| Thanks a ton for the questions and the thoughts! It is a terribly hard problem to solve, hence the plea to others on HN. > - Do the patients go to the machine, or machine to the patient? In an ICU, where these problems are most acute, the machines come to the patient. You can fill a good sized room with these machines if the patient is in an especially dire state. Like, maybe 30 carts if it is really bad. > What's the failure mode? An alarm/alert to the nurse station, or death? It's death. Death is the failure mode. There are others, like severe organ damage, but death is one worth talking about. > Are there any machines at every bedside? Do all of them need to be used at once? It depends. If the patient is fairly alright, you'll have maybe a few machines for vitals and not much more. If they are not alright, then you can have a LOT of machines in the room. Though you can have machines on stand-by, if they are in there, they are being used generally. > Are the cables different? Or can you come up with a "standard" cable/connector for most of the gear? Again, it depends. Some companies will standardize their cables and tubes, but they tend to not do so across companies. Also, cable and tube diameter is pretty much set by the need. Airways need laminar flow, so they tend to be larger, blood is more viscous, so it needs less than an airway, but it's still got to have some girth. Electrical can be very small, but if you need to deliver a lot of amps, then the cables grow. I'm sure you could come up with the optimal size across a lot of different applications and get a list of all the possible sizes, but that matrix would be very large all the same and might as well be continious. > The audio world solved the "cables being knocked out" problem a long time ago with locking connectors (not screw-ins, so they're still quick connect)... Yeah, there are a lot of quick connects out there, but the issue is that you have a patient that is in ICU psychosis trying to break out, or a panicked parent thrashing about, or a doc trying to lurch for the right tools or get to the patient. In these types of situations, you have to plan for the totally crazy events, not the calmer ones. Like, imagine trying to do audio mixing in the middle of the mosh pit. You're trying to plan for that event. |
ICU rooms contain patients teetering at the edge of death, who might take months to heal or die. They might be "almost out" and suddenly crash into a totally different crisis than the one they were wired up for an hour ago (cardiac patient has a stroke, stroke patient has an MI, bariatric surgery patient throws a pulmonary embolus, etc). Ventilation, gastric tube, rectal tube, urinary catheter, 10 central venous drips, an arterial line, and a 5-lead EKG and pulse ox, all on in a patient who's on a pneumatic mattress that is constantly rocking the patient to prevent bedsores, is not uncommon.

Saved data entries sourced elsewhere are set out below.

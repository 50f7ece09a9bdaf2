//! Chart type and axis selection

use std::fmt;
use std::str::FromStr;

use serde::{Deserialize, Deserializer, Serialize};

use crate::{CoreError, RowCollection};

/// Visualization family
#[derive(Debug, Clone, Copy, PartialEq, Eq, Hash, Default, Serialize, Deserialize)]
#[serde(rename_all = "lowercase")]
pub enum ChartKind {
    Bar,
    Line,
    Pie,
    Scatter,
    #[default]
    None,
}

impl ChartKind {
    /// Selector order
    pub const ALL: [ChartKind; 5] = [
        ChartKind::None,
        ChartKind::Bar,
        ChartKind::Line,
        ChartKind::Pie,
        ChartKind::Scatter,
    ];

    /// Wire tag understood by the rendering surface
    pub fn as_str(&self) -> &'static str {
        match self {
            ChartKind::Bar => "bar",
            ChartKind::Line => "line",
            ChartKind::Pie => "pie",
            ChartKind::Scatter => "scatter",
            ChartKind::None => "none",
        }
    }

    /// Human label shown in the chart-type selector
    pub fn selector_label(&self) -> &'static str {
        match self {
            ChartKind::Bar => "Bar Chart",
            ChartKind::Line => "Line Chart",
            ChartKind::Pie => "Pie Chart",
            ChartKind::Scatter => "Scatter Plot",
            ChartKind::None => "None",
        }
    }

    pub fn is_none(&self) -> bool {
        matches!(self, ChartKind::None)
    }

    /// Kinds that cannot be built without a y column
    pub fn requires_y(&self) -> bool {
        matches!(self, ChartKind::Bar | ChartKind::Scatter)
    }

    /// Kinds drawn on cartesian axes
    pub fn has_axes(&self) -> bool {
        matches!(self, ChartKind::Bar | ChartKind::Line | ChartKind::Scatter)
    }
}

impl fmt::Display for ChartKind {
    fn fmt(&self, f: &mut fmt::Formatter<'_>) -> fmt::Result {
        f.write_str(self.as_str())
    }
}

impl FromStr for ChartKind {
    type Err = CoreError;

    fn from_str(s: &str) -> Result<Self, Self::Err> {
        match s.trim().to_ascii_lowercase().as_str() {
            "bar" => Ok(ChartKind::Bar),
            "line" => Ok(ChartKind::Line),
            "pie" => Ok(ChartKind::Pie),
            "scatter" => Ok(ChartKind::Scatter),
            "" | "none" => Ok(ChartKind::None),
            other => Err(CoreError::UnknownChartKind(other.to_string())),
        }
    }
}

/// The column pair driving a chart. An empty name means unset.
#[derive(Debug, Clone, Default, PartialEq, Eq, Serialize, Deserialize)]
pub struct AxisSelection {
    #[serde(default, deserialize_with = "deserialize_axis")]
    x: Option<String>,
    #[serde(default, deserialize_with = "deserialize_axis")]
    y: Option<String>,
}

impl AxisSelection {
    pub fn new(x: Option<&str>, y: Option<&str>) -> Self {
        Self {
            x: normalize(x.map(str::to_string)),
            y: normalize(y.map(str::to_string)),
        }
    }

    /// Selection with only the x axis set
    pub fn x_only(x: &str) -> Self {
        Self::new(Some(x), None)
    }

    pub fn xy(x: &str, y: &str) -> Self {
        Self::new(Some(x), Some(y))
    }

    pub fn set_x(&mut self, column: Option<String>) {
        self.x = normalize(column);
    }

    pub fn set_y(&mut self, column: Option<String>) {
        self.y = normalize(column);
    }

    pub fn x(&self) -> Option<&str> {
        self.x.as_deref()
    }

    pub fn y(&self) -> Option<&str> {
        self.y.as_deref()
    }

    pub fn is_empty(&self) -> bool {
        self.x.is_none() && self.y.is_none()
    }

    /// Drop axis names that are not columns of `rows`.
    ///
    /// A stale reference behaves exactly like an unset axis.
    pub fn resolve(&self, rows: &RowCollection) -> AxisSelection {
        let keep = |column: &Option<String>| {
            column
                .as_ref()
                .filter(|name| rows.contains_column(name))
                .cloned()
        };
        AxisSelection {
            x: keep(&self.x),
            y: keep(&self.y),
        }
    }
}

fn normalize(column: Option<String>) -> Option<String> {
    column.filter(|name| !name.is_empty())
}

fn deserialize_axis<'de, D: Deserializer<'de>>(deserializer: D) -> Result<Option<String>, D::Error> {
    Option::<String>::deserialize(deserializer).map(normalize)
}
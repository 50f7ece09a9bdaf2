use std::fs::File;
use std::io::{BufReader, Read};
use std::path::{Path, PathBuf};
use csv::ReaderBuilder;
use qc_core::{Row, RowCollection, Value};
use crate::DataError;
use crate::config::NullPatterns;

/// Type a whole CSV column is read as
#[derive(Debug, Clone, Copy, PartialEq, Eq)]
enum CellType {
    Number,
    Boolean,
    Text,
}

/// A local CSV file read into rows, for charting without the service
#[derive(Debug, Clone)]
pub struct CsvTable {
    /// Source file name
    name: String,
    /// Header names in file order
    columns: Vec<String>,
    /// Typed rows
    rows: RowCollection,
}

impl CsvTable {
    /// Read a CSV file on a blocking thread
    pub async fn open(path: PathBuf, nulls: NullPatterns) -> Result<Self, DataError> {
        ensure_csv(&path)?;

        tokio::task::spawn_blocking(move || {
            let name = path
                .file_name()
                .and_then(|n| n.to_str())
                .unwrap_or("unknown.csv")
                .to_string();
            let file = File::open(&path)?;
            Self::from_reader(name, BufReader::new(file), &nulls)
        })
        .await?
    }

    /// Read CSV text with a header line from any reader
    pub fn from_reader<R: Read>(name: String, reader: R, nulls: &NullPatterns) -> Result<Self, DataError> {
        let mut csv_reader = ReaderBuilder::new()
            .has_headers(true)
            .flexible(true)
            .from_reader(reader);

        let columns = unique_headers(csv_reader.headers()?.iter().map(|h| h.trim().to_string()));

        let mut records = Vec::new();
        for result in csv_reader.records() {
            let record = result?;
            records.push(record.iter().map(|s| s.to_string()).collect::<Vec<_>>());
        }

        let types: Vec<CellType> = (0..columns.len())
            .map(|idx| Self::detect_column_type(&records, idx, nulls))
            .collect();

        let rows: RowCollection = records
            .iter()
            .map(|record| {
                columns
                    .iter()
                    .zip(&types)
                    .enumerate()
                    .map(|(idx, (column, cell_type))| {
                        let cell = record.get(idx).map(String::as_str).unwrap_or("");
                        (column.clone(), Self::parse_cell(cell, *cell_type, nulls))
                    })
                    .collect::<Row>()
            })
            .collect();

        tracing::info!(
            "Loaded '{}': {} rows, {} columns ({:?})",
            name,
            rows.len(),
            columns.len(),
            types
        );

        Ok(Self { name, columns, rows })
    }

    /// A column is numeric or boolean only if every non-null cell is
    fn detect_column_type(records: &[Vec<String>], col_idx: usize, nulls: &NullPatterns) -> CellType {
        let mut is_number = true;
        let mut is_bool = true;
        let mut seen = 0usize;

        for cell in records.iter().filter_map(|record| record.get(col_idx)) {
            if nulls.is_null(cell) {
                continue;
            }
            seen += 1;

            if is_number && parse_number(cell).is_none() {
                is_number = false;
            }
            if is_bool && parse_bool(cell).is_none() {
                is_bool = false;
            }
            if !is_number && !is_bool {
                break;
            }
        }

        if seen == 0 {
            CellType::Text
        } else if is_number {
            CellType::Number
        } else if is_bool {
            CellType::Boolean
        } else {
            CellType::Text
        }
    }

    fn parse_cell(cell: &str, cell_type: CellType, nulls: &NullPatterns) -> Value {
        if nulls.is_null(cell) {
            return Value::Null;
        }
        match cell_type {
            CellType::Number => parse_number(cell).map(Value::Number).unwrap_or(Value::Null),
            CellType::Boolean => parse_bool(cell).map(Value::Boolean).unwrap_or(Value::Null),
            CellType::Text => Value::String(cell.to_string()),
        }
    }

    pub fn name(&self) -> &str {
        &self.name
    }

    pub fn columns(&self) -> &[String] {
        &self.columns
    }

    pub fn rows(&self) -> &RowCollection {
        &self.rows
    }

    pub fn into_rows(self) -> RowCollection {
        self.rows
    }
}

/// Repeated header names get a `_2`, `_3`, ... suffix so every column
/// keeps its own key in a row
fn unique_headers(headers: impl Iterator<Item = String>) -> Vec<String> {
    let mut columns: Vec<String> = Vec::new();
    for header in headers {
        let mut name = header.clone();
        let mut suffix = 2;
        while columns.contains(&name) {
            name = format!("{}_{}", header, suffix);
            suffix += 1;
        }
        if name != header {
            tracing::warn!("Duplicate column '{}' renamed to '{}'", header, name);
        }
        columns.push(name);
    }
    columns
}

/// Numbers may carry `,` thousands separators
fn parse_number(cell: &str) -> Option<f64> {
    let cleaned = cell.trim().replace(',', "");
    cleaned.parse::<f64>().ok().filter(|n| n.is_finite())
}

fn parse_bool(cell: &str) -> Option<bool> {
    let cell = cell.trim();
    if cell.eq_ignore_ascii_case("true") {
        Some(true)
    } else if cell.eq_ignore_ascii_case("false") {
        Some(false)
    } else {
        None
    }
}

fn ensure_csv(path: &Path) -> Result<(), DataError> {
    let is_csv = path
        .extension()
        .and_then(|e| e.to_str())
        .map_or(false, |e| e.eq_ignore_ascii_case("csv"));

    if is_csv {
        Ok(())
    } else {
        Err(DataError::UnsupportedFile(path.display().to_string()))
    }
}

#[cfg(test)]
mod tests {
    use super::*;

    fn load(text: &str) -> CsvTable {
        CsvTable::from_reader("test.csv".to_string(), text.as_bytes(), &NullPatterns::default()).unwrap()
    }

    #[test]
    fn test_column_types() {
        let table = load("city,sales,open\nOslo,\"1,200\",true\nRome,7.5,FALSE\n");

        assert_eq!(table.columns().to_vec(), vec!["city", "sales", "open"]);
        let first = table.rows().first().unwrap();
        assert_eq!(first["city"], Value::from("Oslo"));
        assert_eq!(first["sales"], Value::from(1200));
        assert_eq!(first["open"], Value::from(true));
        assert_eq!(table.rows().rows()[1]["open"], Value::from(false));
    }

    #[test]
    fn test_null_cells() {
        let table = load("a,b\n1,N/A\n,x\n");

        assert_eq!(table.rows().rows()[0]["b"], Value::Null);
        assert_eq!(table.rows().rows()[1]["a"], Value::Null);
        assert_eq!(table.rows().rows()[1]["b"], Value::from("x"));
    }

    #[test]
    fn test_mixed_column_stays_text() {
        let table = load("v\n1\ntwo\n");
        assert_eq!(table.rows().first().unwrap()["v"], Value::from("1"));
    }

    #[test]
    fn test_short_records_fill_with_null() {
        let table = load("a,b\n1\n");
        assert_eq!(table.rows().first().unwrap()["b"], Value::Null);
        assert_eq!(table.rows().columns(), vec!["a", "b"]);
    }

    #[test]
    fn test_duplicate_headers_are_suffixed() {
        let table = load("id,value,value,value_2\n1,2,3,4\n");

        assert_eq!(table.columns().to_vec(), vec!["id", "value", "value_2", "value_2_2"]);
        assert_eq!(table.rows().columns(), table.columns().to_vec());
        let row = table.rows().first().unwrap();
        assert_eq!(row["value"], Value::from(2));
        assert_eq!(row["value_2"], Value::from(3));
        assert_eq!(row["value_2_2"], Value::from(4));
    }

    #[test]
    fn test_only_csv_files_open() {
        assert!(ensure_csv(Path::new("data.CSV")).is_ok());
        assert!(matches!(
            ensure_csv(Path::new("data.xlsx")),
            Err(DataError::UnsupportedFile(_))
        ));
    }
}
//! Payloads exchanged with the upload and query service

use serde::{Deserialize, Serialize};

use crate::RowCollection;

/// Returned by the service after a file became a queryable table
#[derive(Debug, Clone, PartialEq, Serialize, Deserialize)]
pub struct UploadReceipt {
    #[serde(default)]
    pub message: String,
    pub filename: String,
    pub table_name: String,
    pub columns: Vec<String>,
    pub rows: usize,
}

/// Natural-language question against an uploaded table
#[derive(Debug, Clone, PartialEq, Serialize, Deserialize)]
pub struct QueryRequest {
    pub table_name: String,
    pub question: String,
}

impl QueryRequest {
    pub fn new(table_name: impl Into<String>, question: impl Into<String>) -> Self {
        Self {
            table_name: table_name.into(),
            question: question.into(),
        }
    }
}

/// Answer to a question: the generated query text and its result rows
#[derive(Debug, Clone, PartialEq, Serialize, Deserialize)]
pub struct QueryResponse {
    pub query_generated: String,
    pub data: RowCollection,
    #[serde(default = "default_ran_successfully")]
    pub ran_successfully: bool,
}

fn default_ran_successfully() -> bool {
    true
}

/// Error body sent with non-success statuses
#[derive(Debug, Clone, PartialEq, Serialize, Deserialize)]
pub struct ServiceErrorBody {
    pub detail: String,
}

#[cfg(test)]
mod tests {
    use super::*;

    #[test]
    fn test_query_response_decoding() {
        let response: QueryResponse = serde_json::from_str(
            r#"{"query_generated": "SELECT city, SUM(sales) FROM t GROUP BY city",
                "data": [{"city": "Oslo", "sales": 12}, {"city": "Rome", "sales": 7.5}]}"#,
        )
        .unwrap();

        assert!(response.ran_successfully);
        assert_eq!(response.data.len(), 2);
        assert_eq!(response.data.columns(), vec!["city", "sales"]);
    }

    #[test]
    fn test_upload_receipt_without_message() {
        let receipt: UploadReceipt = serde_json::from_str(
            r#"{"filename": "sales.csv", "table_name": "sales", "columns": ["city", "sales"], "rows": 40}"#,
        )
        .unwrap();

        assert_eq!(receipt.table_name, "sales");
        assert_eq!(receipt.rows, 40);
        assert!(receipt.message.is_empty());
    }
}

And there are three vendors attached to every device. For example, Masimo has the pulse ox device, but the leads are from Cardinal Health under license (no doubt produced under subcontract in China, with soy-based insulation) and the sensor sticker is held on with a second layer of generic silk tape because that's what the nurse had at the time.
If you really wanted to do this, you'd have to have the entire suite designed by a single engineering firm with an obsessive focus on supply chain management. You'd need the Boeing or Airbus of ICUs. But doctors are generally convinced they don't need engineers, so good luck with that.